I’m a great believer of everything happens for a reason and the past few weeks have been ultimate proof of that. Fortunately and somewhat unfortunately, I’ve run into everyone from old friends to ex boyfriends in the most unexpected spaces and I’m putting it all down to a greater power.
For my birthday this year I ventured down south to get my tarot cards read. It’s something I try to do annually as a bit of fun, but I find it helps to re- centre my goals and outlook for the coming year. Just in case it’s the same deal as birthday candles, I’m not going to divulge the juicy details but I will say there was a strong presence, of another family presence, interwoven into the reading.
Coming from a family of strong women I’ve always liked to think we have some of our ancestors guiding us through life’s ups and downs. It’s such a comforting thought that these incredible people are with us in spirit; however you like to interpret it.
So I’m throwing myself into an ancestry treasure hunt to try and piece together the clues to discover more about this beautiful presence around me.
Instead of hitting the history books, I’m hitting the cook books – in particular the Ardlethan Red Cross Catering Book, 1955. I seem to think they’re the same thing, really.
I love the idea that everyone in the community had a recipe they were known for which was officially published each year, their signature dish. Only Mrs Brown down the road could make the prized pikelets and in my great grandmother’s case, it seemed she had quite the knack for lamingtons.

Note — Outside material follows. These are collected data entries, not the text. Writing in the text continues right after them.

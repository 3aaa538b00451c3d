use moextick_core::{MoexClient, Share};
use rust_decimal::Decimal;
use serde::Serialize;
use serde_json::Value;

use crate::cli::TickerArgs;
use crate::error::CliError;

#[derive(Debug, Serialize)]
struct ShareData<'a> {
    #[serde(flatten)]
    share: &'a Share,
    lot_price: Option<Decimal>,
    change_percent: Option<Decimal>,
}

pub async fn run(args: &TickerArgs, client: &MoexClient) -> Result<Value, CliError> {
    let share = client.share(&args.ticker).await?;

    let data = serde_json::to_value(ShareData {
        share: &share,
        lot_price: share.lot_price(),
        change_percent: share.change_percent(),
    })?;
    Ok(data)
}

I didn’t have the pleasure of getting to know this amazing lady. Although she lived past the ripe age of 100, our family didn’t live close and she passed away before I was old enough to take an active interest. From what I know, she was a gutsy, graceful, courageous woman who my dad was extremely close to. She also had a passion for AFL, the Sydney Swans to be specific.
She also ate ice cream for breakfast, because why not?
I was terrified at attempting this recipe. I’m not someone who can follow a recipe precisely, and sponge cake is one of those things you need to take care in. My track record so far of sponges have been pancake, eggy, dense creations, not fluffy and light.
And the time. I wonder what they did in those 15 minutes of mindless egg beating without Pinterest to assume them?
Probably brushed three children’s hair, put on a slow roast, kissed their husbands goodbye and dialled the switch to gossip on the phone to Mrs Brown. And maybe pester her for her pikelet recipe.
A country woman is not without courage, so I rolled up my sleeves, turned up the Sydney Swans game and gave it my best shot.
They actually turned out. Maybe this beautiful presence is her? Or maybe, I’ve conquered my fear of sponge cake.
Either way, I’m feeling pretty blessed to be part of this family.
(I was left to fend for myself for the icing recipe. She probably had a secret one squirreled away from Mrs Smith down the road. I personally decided to consult my friend Mrs Woman’s Weekly.)